**WORK REQUIRED:**
Start at the line in the entries below that contains "self.layout.push(field);", stop at the line that contains "let other = Guard::not(roland.clone());", and output exactly the lines in that span, both ends included.

**EXTRACTED ENTRIES:**
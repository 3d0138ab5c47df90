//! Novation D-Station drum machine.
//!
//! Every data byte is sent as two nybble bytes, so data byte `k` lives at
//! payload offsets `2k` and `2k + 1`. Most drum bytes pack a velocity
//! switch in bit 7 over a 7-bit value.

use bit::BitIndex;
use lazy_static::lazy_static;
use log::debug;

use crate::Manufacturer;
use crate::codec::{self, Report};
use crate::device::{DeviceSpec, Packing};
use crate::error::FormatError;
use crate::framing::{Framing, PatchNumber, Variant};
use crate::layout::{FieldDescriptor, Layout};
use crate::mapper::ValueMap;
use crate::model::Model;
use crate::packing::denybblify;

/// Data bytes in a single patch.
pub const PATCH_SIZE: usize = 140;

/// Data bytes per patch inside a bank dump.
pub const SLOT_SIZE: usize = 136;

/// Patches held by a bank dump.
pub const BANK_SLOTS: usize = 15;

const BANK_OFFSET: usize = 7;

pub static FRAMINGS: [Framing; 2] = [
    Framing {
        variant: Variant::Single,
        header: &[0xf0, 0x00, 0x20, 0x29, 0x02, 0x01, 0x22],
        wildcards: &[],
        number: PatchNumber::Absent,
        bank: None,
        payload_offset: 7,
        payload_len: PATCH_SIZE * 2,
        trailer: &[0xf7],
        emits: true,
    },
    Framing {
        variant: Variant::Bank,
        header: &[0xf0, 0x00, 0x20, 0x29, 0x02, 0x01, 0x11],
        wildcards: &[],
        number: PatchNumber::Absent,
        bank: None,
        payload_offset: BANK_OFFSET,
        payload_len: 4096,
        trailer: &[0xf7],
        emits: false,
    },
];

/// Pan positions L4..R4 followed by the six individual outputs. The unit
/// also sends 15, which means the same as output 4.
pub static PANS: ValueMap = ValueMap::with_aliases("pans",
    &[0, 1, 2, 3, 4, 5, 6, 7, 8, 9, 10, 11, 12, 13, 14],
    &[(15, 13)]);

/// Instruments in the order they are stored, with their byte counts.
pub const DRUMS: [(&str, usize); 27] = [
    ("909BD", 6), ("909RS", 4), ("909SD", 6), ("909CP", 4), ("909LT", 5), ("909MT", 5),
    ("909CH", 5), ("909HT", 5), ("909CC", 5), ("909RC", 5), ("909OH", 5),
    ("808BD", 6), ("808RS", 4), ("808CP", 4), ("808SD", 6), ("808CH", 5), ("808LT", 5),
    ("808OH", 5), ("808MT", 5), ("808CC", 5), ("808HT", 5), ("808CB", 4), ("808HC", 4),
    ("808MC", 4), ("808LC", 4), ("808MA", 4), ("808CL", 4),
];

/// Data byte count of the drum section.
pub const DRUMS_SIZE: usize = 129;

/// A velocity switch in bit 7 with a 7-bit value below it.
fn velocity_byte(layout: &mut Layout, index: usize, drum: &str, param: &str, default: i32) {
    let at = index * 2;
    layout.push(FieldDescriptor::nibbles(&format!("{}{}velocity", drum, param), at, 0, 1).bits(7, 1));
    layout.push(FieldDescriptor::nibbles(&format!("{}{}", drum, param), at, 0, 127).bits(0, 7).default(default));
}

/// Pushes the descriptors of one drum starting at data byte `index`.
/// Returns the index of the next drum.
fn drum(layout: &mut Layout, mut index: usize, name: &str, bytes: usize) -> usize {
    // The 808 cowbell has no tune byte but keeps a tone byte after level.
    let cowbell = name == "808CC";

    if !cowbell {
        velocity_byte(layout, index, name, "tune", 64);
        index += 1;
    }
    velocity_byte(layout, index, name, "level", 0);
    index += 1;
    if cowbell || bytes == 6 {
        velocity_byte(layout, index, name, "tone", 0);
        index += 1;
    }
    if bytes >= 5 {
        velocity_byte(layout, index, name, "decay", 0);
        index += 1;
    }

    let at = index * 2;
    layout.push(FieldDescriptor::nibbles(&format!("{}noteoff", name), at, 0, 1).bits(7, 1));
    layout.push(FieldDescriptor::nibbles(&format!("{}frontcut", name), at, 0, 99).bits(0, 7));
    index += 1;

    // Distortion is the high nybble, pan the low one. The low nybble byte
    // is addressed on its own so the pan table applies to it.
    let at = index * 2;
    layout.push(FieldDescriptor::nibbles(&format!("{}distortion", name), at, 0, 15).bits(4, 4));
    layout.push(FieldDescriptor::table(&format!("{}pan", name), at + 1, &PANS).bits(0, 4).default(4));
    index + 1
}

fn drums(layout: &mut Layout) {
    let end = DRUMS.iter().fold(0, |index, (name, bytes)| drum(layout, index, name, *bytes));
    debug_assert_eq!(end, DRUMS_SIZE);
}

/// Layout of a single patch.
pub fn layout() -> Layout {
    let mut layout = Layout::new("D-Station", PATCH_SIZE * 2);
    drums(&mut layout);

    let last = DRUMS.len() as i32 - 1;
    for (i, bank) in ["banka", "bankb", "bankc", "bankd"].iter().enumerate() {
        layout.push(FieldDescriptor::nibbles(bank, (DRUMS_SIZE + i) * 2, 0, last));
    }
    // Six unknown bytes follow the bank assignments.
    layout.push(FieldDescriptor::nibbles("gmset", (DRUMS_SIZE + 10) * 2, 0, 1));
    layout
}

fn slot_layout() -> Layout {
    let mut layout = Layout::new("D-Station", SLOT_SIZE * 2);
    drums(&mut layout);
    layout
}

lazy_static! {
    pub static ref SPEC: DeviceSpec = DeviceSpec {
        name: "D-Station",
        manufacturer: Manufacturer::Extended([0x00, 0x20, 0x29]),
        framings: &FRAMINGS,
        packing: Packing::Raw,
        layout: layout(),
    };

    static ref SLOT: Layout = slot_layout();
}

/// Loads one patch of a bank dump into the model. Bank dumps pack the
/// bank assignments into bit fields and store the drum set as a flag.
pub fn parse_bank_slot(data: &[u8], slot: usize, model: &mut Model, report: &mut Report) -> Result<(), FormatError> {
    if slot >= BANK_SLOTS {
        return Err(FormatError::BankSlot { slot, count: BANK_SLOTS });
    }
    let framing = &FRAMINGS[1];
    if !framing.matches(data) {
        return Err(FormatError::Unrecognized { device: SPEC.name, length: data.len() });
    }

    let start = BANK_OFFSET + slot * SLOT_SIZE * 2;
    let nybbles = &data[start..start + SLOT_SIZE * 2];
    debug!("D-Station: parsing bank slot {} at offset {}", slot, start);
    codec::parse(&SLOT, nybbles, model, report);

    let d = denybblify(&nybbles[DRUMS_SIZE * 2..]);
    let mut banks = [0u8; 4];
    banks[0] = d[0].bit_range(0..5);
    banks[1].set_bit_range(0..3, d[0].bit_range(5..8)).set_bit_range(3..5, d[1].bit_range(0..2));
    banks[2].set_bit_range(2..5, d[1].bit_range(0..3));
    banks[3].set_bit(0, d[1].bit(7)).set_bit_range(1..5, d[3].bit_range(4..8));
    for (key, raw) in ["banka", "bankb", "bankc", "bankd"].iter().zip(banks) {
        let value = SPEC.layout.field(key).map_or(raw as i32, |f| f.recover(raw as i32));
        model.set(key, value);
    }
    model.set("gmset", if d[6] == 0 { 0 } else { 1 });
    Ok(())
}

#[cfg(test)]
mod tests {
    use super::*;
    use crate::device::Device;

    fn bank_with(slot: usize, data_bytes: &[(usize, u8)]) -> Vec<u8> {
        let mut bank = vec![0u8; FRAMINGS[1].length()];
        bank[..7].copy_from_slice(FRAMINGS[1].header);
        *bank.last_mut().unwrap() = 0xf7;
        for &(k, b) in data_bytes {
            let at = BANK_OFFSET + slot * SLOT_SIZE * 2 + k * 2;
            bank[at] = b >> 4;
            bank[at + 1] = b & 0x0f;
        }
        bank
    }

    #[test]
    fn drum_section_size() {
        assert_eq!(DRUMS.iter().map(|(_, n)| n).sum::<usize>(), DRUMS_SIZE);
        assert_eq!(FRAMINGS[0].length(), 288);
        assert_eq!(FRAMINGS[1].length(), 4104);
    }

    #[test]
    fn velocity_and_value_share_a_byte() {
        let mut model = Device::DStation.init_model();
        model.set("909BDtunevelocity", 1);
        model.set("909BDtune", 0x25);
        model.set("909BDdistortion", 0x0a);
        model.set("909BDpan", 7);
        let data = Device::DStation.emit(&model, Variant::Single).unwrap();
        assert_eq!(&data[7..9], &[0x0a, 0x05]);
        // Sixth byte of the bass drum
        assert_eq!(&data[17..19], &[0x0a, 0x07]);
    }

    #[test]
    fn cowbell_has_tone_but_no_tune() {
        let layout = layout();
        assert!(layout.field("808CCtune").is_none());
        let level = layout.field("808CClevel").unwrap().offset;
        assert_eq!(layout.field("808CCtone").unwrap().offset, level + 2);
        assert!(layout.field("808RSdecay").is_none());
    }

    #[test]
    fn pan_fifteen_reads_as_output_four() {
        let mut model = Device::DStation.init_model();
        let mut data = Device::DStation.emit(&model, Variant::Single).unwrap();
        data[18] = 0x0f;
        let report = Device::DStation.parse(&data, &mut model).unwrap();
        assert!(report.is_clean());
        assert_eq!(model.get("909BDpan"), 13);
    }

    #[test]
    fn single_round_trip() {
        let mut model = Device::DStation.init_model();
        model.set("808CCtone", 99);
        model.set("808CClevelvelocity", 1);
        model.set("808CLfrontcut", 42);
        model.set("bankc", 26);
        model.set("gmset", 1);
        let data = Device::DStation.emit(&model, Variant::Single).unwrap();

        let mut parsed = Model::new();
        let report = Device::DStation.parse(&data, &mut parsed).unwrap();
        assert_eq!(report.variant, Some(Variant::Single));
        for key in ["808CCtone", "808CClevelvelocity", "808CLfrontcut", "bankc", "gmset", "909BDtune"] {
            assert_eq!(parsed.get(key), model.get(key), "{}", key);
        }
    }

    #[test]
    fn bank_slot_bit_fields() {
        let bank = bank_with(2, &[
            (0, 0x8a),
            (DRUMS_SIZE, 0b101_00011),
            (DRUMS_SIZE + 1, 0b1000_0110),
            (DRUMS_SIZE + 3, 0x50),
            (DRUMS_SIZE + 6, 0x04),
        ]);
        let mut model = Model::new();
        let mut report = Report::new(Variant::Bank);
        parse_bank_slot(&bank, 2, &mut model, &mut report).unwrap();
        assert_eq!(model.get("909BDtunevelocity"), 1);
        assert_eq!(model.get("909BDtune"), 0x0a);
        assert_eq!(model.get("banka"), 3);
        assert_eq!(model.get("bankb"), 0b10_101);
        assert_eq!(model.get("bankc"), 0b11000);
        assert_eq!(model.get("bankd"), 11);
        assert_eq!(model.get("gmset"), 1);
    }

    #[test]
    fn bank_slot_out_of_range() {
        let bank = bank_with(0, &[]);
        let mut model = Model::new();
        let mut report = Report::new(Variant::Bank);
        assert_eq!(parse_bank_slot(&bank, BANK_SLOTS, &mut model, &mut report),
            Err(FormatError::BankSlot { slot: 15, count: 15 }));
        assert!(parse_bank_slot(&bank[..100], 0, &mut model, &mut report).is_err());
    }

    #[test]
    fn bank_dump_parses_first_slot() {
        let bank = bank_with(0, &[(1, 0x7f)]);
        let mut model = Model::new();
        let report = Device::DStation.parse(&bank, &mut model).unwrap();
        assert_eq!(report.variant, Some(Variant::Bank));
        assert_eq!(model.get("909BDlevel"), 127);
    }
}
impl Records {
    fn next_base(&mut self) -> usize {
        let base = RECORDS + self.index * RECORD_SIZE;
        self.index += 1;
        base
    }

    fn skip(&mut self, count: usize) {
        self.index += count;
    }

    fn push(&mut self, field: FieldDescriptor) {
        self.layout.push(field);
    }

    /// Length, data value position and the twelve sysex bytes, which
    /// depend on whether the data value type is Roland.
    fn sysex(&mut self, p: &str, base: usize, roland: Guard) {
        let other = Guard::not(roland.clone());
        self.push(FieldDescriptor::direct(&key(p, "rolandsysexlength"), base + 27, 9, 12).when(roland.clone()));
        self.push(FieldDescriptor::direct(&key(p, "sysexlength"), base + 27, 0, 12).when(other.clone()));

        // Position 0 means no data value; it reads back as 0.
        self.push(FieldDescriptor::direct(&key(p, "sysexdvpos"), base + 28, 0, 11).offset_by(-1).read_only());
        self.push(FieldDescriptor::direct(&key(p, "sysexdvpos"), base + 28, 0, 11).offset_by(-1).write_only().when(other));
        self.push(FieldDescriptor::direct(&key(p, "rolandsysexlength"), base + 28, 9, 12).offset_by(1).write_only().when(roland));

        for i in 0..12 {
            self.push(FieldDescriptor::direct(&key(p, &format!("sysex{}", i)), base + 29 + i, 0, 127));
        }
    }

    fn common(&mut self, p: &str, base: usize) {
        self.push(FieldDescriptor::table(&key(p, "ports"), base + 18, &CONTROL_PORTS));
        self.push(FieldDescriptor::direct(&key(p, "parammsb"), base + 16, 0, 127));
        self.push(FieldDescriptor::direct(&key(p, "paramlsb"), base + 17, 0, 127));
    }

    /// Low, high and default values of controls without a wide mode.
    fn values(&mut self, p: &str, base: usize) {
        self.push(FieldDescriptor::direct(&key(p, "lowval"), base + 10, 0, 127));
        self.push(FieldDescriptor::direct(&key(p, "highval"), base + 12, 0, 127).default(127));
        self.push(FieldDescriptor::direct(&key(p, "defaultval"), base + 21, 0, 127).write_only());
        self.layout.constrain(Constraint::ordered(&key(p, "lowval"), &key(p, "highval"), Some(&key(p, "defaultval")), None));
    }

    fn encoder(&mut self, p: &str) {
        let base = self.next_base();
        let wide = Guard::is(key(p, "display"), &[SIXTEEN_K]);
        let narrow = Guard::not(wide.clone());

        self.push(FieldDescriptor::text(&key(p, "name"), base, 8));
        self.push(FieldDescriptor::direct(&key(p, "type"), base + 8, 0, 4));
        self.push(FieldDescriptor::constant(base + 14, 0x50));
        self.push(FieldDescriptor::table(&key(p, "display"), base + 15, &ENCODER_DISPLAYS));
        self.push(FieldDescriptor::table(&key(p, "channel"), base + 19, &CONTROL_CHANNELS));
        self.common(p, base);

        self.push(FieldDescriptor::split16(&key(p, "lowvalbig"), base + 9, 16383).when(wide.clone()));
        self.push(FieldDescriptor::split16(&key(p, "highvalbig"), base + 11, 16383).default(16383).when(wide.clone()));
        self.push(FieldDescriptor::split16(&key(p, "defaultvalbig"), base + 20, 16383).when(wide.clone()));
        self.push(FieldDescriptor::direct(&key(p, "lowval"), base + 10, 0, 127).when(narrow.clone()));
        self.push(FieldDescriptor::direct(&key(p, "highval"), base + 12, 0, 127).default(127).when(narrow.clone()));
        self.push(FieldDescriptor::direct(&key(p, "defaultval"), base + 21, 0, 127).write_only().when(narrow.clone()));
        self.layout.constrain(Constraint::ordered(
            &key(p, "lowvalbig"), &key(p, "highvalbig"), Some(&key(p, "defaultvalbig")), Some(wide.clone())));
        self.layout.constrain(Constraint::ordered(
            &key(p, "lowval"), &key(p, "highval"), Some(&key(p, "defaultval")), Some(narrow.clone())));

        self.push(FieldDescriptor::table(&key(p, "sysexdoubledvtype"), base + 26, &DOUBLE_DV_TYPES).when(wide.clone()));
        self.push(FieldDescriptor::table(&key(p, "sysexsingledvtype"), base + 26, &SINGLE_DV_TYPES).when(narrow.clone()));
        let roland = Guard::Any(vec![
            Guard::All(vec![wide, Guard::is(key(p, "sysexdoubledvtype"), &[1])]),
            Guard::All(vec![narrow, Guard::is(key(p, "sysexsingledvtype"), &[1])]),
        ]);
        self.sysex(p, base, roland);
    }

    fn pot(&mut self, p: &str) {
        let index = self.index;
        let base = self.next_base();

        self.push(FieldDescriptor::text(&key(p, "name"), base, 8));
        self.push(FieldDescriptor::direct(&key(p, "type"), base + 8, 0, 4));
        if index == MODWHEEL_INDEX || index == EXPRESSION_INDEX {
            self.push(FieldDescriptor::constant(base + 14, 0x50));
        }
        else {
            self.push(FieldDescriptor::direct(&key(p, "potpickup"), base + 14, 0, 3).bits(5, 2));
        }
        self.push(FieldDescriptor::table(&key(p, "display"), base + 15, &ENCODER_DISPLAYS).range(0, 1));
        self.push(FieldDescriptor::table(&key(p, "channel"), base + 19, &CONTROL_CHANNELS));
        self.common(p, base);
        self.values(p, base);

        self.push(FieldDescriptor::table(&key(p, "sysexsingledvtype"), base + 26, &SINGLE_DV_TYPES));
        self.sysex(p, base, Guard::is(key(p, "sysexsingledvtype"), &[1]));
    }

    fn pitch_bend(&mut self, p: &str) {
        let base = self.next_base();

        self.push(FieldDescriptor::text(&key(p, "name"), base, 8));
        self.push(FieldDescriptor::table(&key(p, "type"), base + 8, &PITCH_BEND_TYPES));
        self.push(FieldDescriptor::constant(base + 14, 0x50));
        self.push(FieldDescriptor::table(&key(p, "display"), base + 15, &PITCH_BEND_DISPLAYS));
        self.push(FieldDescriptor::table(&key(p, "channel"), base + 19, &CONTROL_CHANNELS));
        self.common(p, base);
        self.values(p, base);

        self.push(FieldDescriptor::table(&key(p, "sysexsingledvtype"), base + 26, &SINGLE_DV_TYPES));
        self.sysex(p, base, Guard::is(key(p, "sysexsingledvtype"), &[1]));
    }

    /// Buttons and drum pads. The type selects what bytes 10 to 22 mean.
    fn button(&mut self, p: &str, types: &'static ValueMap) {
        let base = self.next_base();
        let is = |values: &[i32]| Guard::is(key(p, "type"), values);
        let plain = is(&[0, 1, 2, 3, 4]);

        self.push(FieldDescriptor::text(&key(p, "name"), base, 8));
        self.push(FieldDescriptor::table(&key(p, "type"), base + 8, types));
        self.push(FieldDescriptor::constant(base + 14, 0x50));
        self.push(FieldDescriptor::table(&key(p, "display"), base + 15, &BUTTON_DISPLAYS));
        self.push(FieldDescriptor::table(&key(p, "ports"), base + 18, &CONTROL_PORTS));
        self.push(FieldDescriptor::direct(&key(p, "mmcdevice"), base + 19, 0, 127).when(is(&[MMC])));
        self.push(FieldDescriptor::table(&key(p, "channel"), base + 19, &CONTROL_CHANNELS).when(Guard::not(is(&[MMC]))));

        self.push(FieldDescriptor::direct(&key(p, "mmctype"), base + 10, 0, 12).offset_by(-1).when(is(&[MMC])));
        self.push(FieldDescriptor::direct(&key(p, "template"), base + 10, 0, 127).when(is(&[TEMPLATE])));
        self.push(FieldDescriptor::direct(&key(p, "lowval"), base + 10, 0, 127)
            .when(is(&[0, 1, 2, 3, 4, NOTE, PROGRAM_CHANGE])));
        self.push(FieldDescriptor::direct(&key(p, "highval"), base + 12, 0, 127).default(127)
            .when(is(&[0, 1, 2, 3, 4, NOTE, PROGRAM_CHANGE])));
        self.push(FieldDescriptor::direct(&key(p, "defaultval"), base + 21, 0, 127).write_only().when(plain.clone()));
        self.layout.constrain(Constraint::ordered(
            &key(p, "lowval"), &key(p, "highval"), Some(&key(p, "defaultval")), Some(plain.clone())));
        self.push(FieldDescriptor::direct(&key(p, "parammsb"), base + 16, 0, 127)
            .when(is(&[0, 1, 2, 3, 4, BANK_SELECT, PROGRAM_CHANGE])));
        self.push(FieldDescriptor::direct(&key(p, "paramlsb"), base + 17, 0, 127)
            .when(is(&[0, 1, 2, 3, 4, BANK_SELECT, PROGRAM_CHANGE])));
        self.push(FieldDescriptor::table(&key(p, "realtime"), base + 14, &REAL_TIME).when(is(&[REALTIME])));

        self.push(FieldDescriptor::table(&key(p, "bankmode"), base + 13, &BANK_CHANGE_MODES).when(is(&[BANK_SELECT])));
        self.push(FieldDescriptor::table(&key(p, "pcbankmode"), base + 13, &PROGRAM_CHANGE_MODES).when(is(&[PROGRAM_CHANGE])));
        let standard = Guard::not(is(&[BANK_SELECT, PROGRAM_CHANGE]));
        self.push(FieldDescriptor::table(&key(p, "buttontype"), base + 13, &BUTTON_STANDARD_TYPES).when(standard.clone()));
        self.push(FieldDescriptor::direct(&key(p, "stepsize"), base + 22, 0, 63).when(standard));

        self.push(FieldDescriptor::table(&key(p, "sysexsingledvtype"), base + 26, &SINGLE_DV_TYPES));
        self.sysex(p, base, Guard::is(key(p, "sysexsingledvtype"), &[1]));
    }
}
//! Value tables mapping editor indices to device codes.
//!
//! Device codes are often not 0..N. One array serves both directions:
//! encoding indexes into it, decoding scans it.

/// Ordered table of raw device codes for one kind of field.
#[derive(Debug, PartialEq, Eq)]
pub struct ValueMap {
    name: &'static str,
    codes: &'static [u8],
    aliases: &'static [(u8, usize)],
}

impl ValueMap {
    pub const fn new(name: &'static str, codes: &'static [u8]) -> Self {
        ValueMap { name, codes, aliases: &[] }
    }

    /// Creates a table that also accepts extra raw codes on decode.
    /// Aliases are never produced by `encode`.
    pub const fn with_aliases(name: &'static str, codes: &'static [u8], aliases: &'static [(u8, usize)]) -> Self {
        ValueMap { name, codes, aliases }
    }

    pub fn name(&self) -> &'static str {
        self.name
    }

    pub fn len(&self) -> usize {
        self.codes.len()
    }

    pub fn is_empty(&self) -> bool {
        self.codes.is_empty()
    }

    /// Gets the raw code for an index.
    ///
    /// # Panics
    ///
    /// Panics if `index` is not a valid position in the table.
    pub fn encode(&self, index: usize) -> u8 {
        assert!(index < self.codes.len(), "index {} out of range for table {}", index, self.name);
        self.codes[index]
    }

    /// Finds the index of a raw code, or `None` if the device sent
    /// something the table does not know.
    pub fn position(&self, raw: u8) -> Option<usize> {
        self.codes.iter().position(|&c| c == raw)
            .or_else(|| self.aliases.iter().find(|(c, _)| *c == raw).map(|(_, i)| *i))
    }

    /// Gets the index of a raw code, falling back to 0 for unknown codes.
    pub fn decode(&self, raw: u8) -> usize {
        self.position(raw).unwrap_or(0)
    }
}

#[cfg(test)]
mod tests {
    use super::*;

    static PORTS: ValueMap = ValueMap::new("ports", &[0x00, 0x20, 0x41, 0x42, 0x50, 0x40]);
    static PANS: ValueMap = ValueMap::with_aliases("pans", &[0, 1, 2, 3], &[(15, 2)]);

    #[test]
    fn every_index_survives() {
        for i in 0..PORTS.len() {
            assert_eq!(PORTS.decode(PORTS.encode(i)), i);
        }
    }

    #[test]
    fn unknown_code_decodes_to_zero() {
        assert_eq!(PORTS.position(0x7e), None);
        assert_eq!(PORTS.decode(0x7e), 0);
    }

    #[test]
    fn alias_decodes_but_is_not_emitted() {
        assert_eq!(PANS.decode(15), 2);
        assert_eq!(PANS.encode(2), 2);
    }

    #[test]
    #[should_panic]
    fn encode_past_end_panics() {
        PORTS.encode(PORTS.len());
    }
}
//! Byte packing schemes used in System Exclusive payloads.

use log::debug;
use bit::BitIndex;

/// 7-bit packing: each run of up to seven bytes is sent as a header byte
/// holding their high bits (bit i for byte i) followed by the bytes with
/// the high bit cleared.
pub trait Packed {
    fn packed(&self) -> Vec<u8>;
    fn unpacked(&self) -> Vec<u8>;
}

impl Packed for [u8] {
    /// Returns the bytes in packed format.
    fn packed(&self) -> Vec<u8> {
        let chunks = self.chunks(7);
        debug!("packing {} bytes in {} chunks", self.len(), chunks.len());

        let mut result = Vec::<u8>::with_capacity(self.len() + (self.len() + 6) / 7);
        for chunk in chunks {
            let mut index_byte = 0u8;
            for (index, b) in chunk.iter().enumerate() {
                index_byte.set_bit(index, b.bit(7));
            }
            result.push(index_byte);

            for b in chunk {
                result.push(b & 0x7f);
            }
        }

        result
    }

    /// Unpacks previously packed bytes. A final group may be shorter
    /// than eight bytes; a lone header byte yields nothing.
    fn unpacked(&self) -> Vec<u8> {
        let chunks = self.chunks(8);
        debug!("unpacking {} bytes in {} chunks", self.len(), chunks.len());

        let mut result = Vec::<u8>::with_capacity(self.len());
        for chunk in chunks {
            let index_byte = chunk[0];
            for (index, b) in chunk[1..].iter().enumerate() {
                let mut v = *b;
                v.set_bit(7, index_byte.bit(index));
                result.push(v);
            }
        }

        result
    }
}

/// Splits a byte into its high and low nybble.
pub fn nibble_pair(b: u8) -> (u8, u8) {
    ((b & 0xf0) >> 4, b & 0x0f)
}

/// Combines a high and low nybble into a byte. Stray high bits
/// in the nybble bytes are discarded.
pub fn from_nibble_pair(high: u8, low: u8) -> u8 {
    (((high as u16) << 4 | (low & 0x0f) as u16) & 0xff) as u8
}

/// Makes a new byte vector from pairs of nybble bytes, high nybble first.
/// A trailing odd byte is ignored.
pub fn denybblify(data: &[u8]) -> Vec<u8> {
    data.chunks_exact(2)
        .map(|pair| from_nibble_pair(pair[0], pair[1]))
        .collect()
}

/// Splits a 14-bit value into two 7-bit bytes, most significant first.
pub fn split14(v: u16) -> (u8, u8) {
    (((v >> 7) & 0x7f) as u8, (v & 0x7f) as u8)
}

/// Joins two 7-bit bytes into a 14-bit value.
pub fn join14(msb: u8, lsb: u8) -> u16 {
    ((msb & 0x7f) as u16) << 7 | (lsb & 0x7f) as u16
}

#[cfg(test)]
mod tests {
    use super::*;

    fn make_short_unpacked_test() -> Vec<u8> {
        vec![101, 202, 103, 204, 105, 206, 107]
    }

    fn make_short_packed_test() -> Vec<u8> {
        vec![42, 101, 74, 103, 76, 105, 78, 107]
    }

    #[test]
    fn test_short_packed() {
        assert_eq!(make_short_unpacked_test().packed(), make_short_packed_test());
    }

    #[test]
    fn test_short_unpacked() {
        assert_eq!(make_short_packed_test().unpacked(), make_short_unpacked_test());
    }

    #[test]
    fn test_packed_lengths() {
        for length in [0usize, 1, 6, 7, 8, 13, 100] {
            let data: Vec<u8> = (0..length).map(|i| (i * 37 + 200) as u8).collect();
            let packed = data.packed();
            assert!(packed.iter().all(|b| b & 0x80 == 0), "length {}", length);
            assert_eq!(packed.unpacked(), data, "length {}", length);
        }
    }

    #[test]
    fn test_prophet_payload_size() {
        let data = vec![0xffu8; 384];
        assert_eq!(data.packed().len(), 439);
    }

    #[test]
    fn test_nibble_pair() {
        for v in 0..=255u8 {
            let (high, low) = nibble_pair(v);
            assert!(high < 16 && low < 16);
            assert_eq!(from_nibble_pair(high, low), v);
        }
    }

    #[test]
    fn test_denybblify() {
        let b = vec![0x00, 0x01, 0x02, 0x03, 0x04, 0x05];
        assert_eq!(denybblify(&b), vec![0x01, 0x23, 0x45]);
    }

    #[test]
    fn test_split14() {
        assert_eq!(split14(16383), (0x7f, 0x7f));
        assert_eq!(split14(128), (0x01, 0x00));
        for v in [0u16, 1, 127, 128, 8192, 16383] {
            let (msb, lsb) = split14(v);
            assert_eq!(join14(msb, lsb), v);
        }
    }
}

**SOLVED EXERCISE:**
        self.layout.push(field);
    }

    /// Length, data value position and the twelve sysex bytes, which
    /// depend on whether the data value type is Roland.
    fn sysex(&mut self, p: &str, base: usize, roland: Guard) {
        let other = Guard::not(roland.clone());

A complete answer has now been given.